//! Model builders: the buildings and the ground they stand on.
//!
//! Every building is a constant table of segments. A segment is a named
//! transform recipe applied to one shared primitive, so a whole silhouette is
//! one cube instanced many times.

pub mod burj;
pub mod empire;
pub mod floor;
pub mod willis;

use serde::Deserialize;

use crate::{
    data_structures::{
        scene_graph::{Leaf, NodeId, SceneGraph, StructuralError},
        transform::{Step, compose},
    },
    resources::AssetError,
};

/// Building archetypes the scene can show.
#[derive(Clone, Copy, Debug, Default, PartialEq, Eq, Hash, Deserialize)]
pub enum Building {
    /// Tower A: bundled tubes of decreasing height.
    WillisTower,
    /// Tower B: stacked setbacks topped by a spire.
    EmpireState,
    /// Tower C: sail-like pillars tied to a central mast.
    #[default]
    BurjAlArab,
}

impl Building {
    pub const ALL: [Building; 3] = [Self::WillisTower, Self::EmpireState, Self::BurjAlArab];

    pub fn label(&self) -> &'static str {
        match self {
            Self::WillisTower => "Willis Tower",
            Self::EmpireState => "Empire State",
            Self::BurjAlArab => "Burj Al Arab",
        }
    }
}

#[derive(Debug, thiserror::Error)]
pub enum BuildError {
    #[error(transparent)]
    Structural(#[from] StructuralError),
    #[error(transparent)]
    Asset(#[from] AssetError),
}

/// A named transform recipe for one instance of a primitive.
#[derive(Clone, Copy, Debug, PartialEq)]
pub struct Segment {
    pub name: &'static str,
    pub recipe: &'static [Step],
}

/// Every building sits on the floor plane at z = -3.
pub const GROUND_OFFSET: Step = Step::Translate(0.0, 0.0, -3.0);

/// Creates one child node per segment under `parent`, each holding `leaf`.
pub fn attach_segments<G>(
    graph: &mut SceneGraph<G>,
    parent: NodeId,
    segments: &[Segment],
    leaf: &Leaf<G>,
) -> Result<Vec<NodeId>, StructuralError> {
    segments
        .iter()
        .map(|segment| {
            graph.add_segment(parent, segment.name, compose(segment.recipe), leaf.clone())
        })
        .collect()
}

---*---

### WORK TO COMPLETE
This exercise calls for every record to be restated word for word.

### WORKED SOLUTION
//! Model builders: the buildings and the ground they stand on.
//!
//! Every building is a constant table of segments. A segment is a named
//! transform recipe applied to one shared primitive, so a whole silhouette is
//! one cube instanced many times.

pub mod burj;
pub mod empire;
pub mod floor;
pub mod willis;

use serde::Deserialize;

use crate::{
    data_structures::{
        scene_graph::{Leaf, NodeId, SceneGraph, StructuralError},
        transform::{Step, compose},
    },
    resources::AssetError,
};

/// Building archetypes the scene can show.
#[derive(Clone, Copy, Debug, Default, PartialEq, Eq, Hash, Deserialize)]
pub enum Building {
    /// Tower A: bundled tubes of decreasing height.
    WillisTower,
    /// Tower B: stacked setbacks topped by a spire.
    EmpireState,
    /// Tower C: sail-like pillars tied to a central mast.
    #[default]
    BurjAlArab,
}

impl Building {
    pub const ALL: [Building; 3] = [Self::WillisTower, Self::EmpireState, Self::BurjAlArab];

    pub fn label(&self) -> &'static str {
        match self {
            Self::WillisTower => "Willis Tower",
            Self::EmpireState => "Empire State",
            Self::BurjAlArab => "Burj Al Arab",
        }
    }
}

#[derive(Debug, thiserror::Error)]
pub enum BuildError {
    #[error(transparent)]
    Structural(#[from] StructuralError),
    #[error(transparent)]
    Asset(#[from] AssetError),
}

/// A named transform recipe for one instance of a primitive.
#[derive(Clone, Copy, Debug, PartialEq)]
pub struct Segment {
    pub name: &'static str,
    pub recipe: &'static [Step],
}

/// Every building sits on the floor plane at z = -3.
pub const GROUND_OFFSET: Step = Step::Translate(0.0, 0.0, -3.0);

/// Creates one child node per segment under `parent`, each holding `leaf`.
pub fn attach_segments<G>(
    graph: &mut SceneGraph<G>,
    parent: NodeId,
    segments: &[Segment],
    leaf: &Leaf<G>,
) -> Result<Vec<NodeId>, StructuralError> {
    segments
        .iter()
        .map(|segment| {
            graph.add_segment(parent, segment.name, compose(segment.recipe), leaf.clone())
        })
        .collect()
}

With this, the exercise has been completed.